El actor y artista marcial Chuck Norris falleció a los 86 años el jueves por la mañana en Hawái. La noticia fue confirmada por su familia en una publicación en redes sociales. Según el comunicado, murió en paz mientras dormía, rodeado de su esposa, Gena O’Kelley, y su familia.
A lo largo de sus más de seis décadas de carrera, Norris amasó una fortuna estimada en unos $70 millones. Su riqueza se forjó gracias a su trabajo en películas de acción, series de televisión, libros y proyectos relacionados con las artes marciales.
Patrimonio construido entre Hollywood y el tatami
Gran parte de la fortuna del actor está ligada a su carrera en los medios audiovisuales, con apariciones en alrededor de 50 producciones de cine y televisión. Norris alcanzó reconocimiento mundial con títulos como Delta Force, la franquicia Missing in Action y la serie Walker, Texas Ranger, que se emitió en la década de 1990.
Antes de alcanzar la fama en Hollywood, ya contaba con una destacada trayectoria en el kárate, lo que contribuyó a su imagen pública y le abrió puertas en la industria del entretenimiento.
Esta experiencia también se reflejó en sus actividades paralelas, como la publicación de libros e iniciativas relacionadas con el deporte.
Hasta la fecha, no existe información pública detallada sobre el testamento ni sobre la división formal de la herencia. Se prevé que la herencia se reparta entre su esposa y sus cinco hijos: Mike, Eric, Dina, Dakota y Daniele.
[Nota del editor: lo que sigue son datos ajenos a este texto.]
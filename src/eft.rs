//! Error-free transformations of floating point products.

/// The exact decomposition of a floating point product into a `head` and a `tail`.
///
/// `head` is the correctly rounded product, and `tail` is its rounding error, so that `head +
/// tail`, evaluated in infinite precision, is exactly the real product. Both are fed to a
/// [`Superaccumulator`](crate::Superaccumulator), which makes the accumulated dot product exact.
///
/// The decomposition is exact as long as the product neither overflows nor comes close to the
/// subnormal range (the tail must itself be representable, which needs the exponent of the product
/// to be at least `-1022 + 53`). Products that overflow have an infinite `head`, and their `tail`
/// is meaningless; see [`TwoProduct::is_finite`].
#[derive(Debug, Clone, Copy, PartialEq)]
pub struct TwoProduct {
  /// The product, rounded to nearest
  pub head: f64,
  /// The rounding error of `head`
  pub tail: f64,
}

impl TwoProduct {
  /// Error-free product of `a` and `b`.
  ///
  /// The tail is recovered with one fused multiply-add, which computes `a·b - head` without any
  /// intermediate rounding.
  ///
  /// # Example
  ///
  /// ```
  /// # use repro_blas::TwoProduct;
  /// let p = TwoProduct::of(1. + f64::EPSILON, 1. - f64::EPSILON);
  /// assert_eq!(p.head, 1.);
  /// assert_eq!(p.tail, -f64::EPSILON * f64::EPSILON);
  /// ```
  #[inline(always)]
  pub fn of(a: f64, b: f64) -> Self {
    let head = a * b;
    let tail = a.mul_add(b, -head);
    Self { head, tail }
  }

  /// Triple product `a·b·c`, **not** error-free in general.
  ///
  /// The product `a·b` is split into `h1 + t1`, and then only the dominant term `h1` is split
  /// again against `c`. The returned pair is exactly `h1·c`; the term `t1·c` is dropped. That term
  /// is at most half an ulp of `a·b` times `c`, so the result is a faithful, but not exact,
  /// representation of the triple product.
  ///
  /// This truncation is intentional, and matches the contract of weighted inner products
  /// `xᵀ W y` elsewhere in the crate: they are reproducible (independent of ordering and
  /// partitioning), but each term carries this one truncation.
  #[inline(always)]
  pub fn of3(a: f64, b: f64, c: f64) -> Self {
    let ab = a * b;
    Self::of(ab, c)
  }

  /// Whether the decomposition is usable by the exact accumulation. An overflowing product has
  /// an infinite `head`, and a `tail` that must not be accumulated.
  #[inline(always)]
  pub fn is_finite(self) -> bool {
    self.head.is_finite()
  }
}
use crate::error::{Error, Result};
use crate::float;

/// A *superaccumulator*: a fixed-point accumulator that represents sums and dot products of `f64`s
/// with **no** intermediate rounding whatsoever.
///
/// The value is held in [`BIN_COUNT`](Self::BIN_COUNT) signed 64-bit *bins*. Bin `i` carries
/// weight `2^(DIGITS · (i - F_WORDS))`, so together the bins cover every binade of `f64`, from
/// the smallest subnormal to [`f64::MAX`]. Each bin holds [`DIGITS`](Self::DIGITS) "real"
/// digits plus [`KRX`](Self::KRX) carry-save bits, so that many additions can land in the same
/// bin before a carry needs to be propagated.
///
/// Because the bins are just integers, accumulating is associative and commutative: the same set
/// of inputs produces the same represented value regardless of order, chunking, the number of
/// workers, or how the inputs were partitioned across processes. Only the final
/// [`round`](Self::round) rounds, exactly once, to the nearest `f64` (ties to even).
///
/// # Example
///
/// ```
/// # use repro_blas::Superaccumulator;
/// let mut acc = Superaccumulator::ZERO;
/// for x in [1e16, 1., -1e16, 1., 1., -1.] {
///   acc += x;
/// }
/// assert_eq!(acc.round(), Ok(2.));
/// ```
//
// Besides the bins, the accumulator keeps three pieces of bookkeeping:
//
//   - `imin ..= imax`, the bins written since the last normalization (empty when `imin > imax`),
//     so that normalization only propagates carries from the lowest touched bin;
//   - `non_finite`, the plain IEEE sum of all infinite and NaN inputs, which never touch the
//     bins;
//   - `overflow`, set if a carry ever escapes the most significant bin.
#[derive(Clone)]
pub struct Superaccumulator {
  pub(crate) bins: [i64; BIN_COUNT],
  pub(crate) imin: usize,
  pub(crate) imax: usize,
  pub(crate) non_finite: f64,
  pub(crate) overflow: bool,
}

/// Number of bins, see [`Superaccumulator::BIN_COUNT`].
pub(crate) const BIN_COUNT: usize = 39;

/// Basic constants and functions, such as the bin layout, construction, and inspection.
mod basics;

/// Accumulating single `f64`s and products into the bins.
mod accumulate;

/// Carry propagation.
mod normalize;

/// Rounding to the nearest `f64`.
mod round;

/// Operator impls, merging, and conversions.
mod ops;

/// Conversion to an exact rational, for testing against an oracle.
#[cfg(test)]
pub(crate) mod rational;

impl core::fmt::Debug for Superaccumulator {
  fn fmt(&self, f: &mut core::fmt::Formatter<'_>) -> core::fmt::Result {
    let first = self.bins.iter().position(|&b| b != 0);
    let last = self.bins.iter().rposition(|&b| b != 0);
    let mut s = f.debug_struct("Superaccumulator");
    match (first, last) {
      (Some(first), Some(last)) => s.field("bins", &(first ..= last, &self.bins[first ..= last])),
      _ => s.field("bins", &"zero"),
    };
    if self.non_finite != 0. {
      s.field("non_finite", &self.non_finite);
    }
    if self.overflow {
      s.field("overflow", &true);
    }
    s.finish()
  }
}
Norris residía en distintas propiedades en Estados Unidos; su residencia principal se encontraba en un rancho en Texas, y al momento de su muerte estaba en Hawái, en la isla de Kauai. En los últimos años, se había alejado de la pantalla, realizando solo apariciones ocasionales en películas.
En publicaciones en redes sociales, sus hijos destacaron el legado personal del actor, haciendo hincapié en valores como la disciplina, la fe y la dedicación a la familia; rasgos que, según ellos, también marcaron su trayectoria profesional y ayudaron a construir no solo una carrera exitosa, sino también un legado perdurable.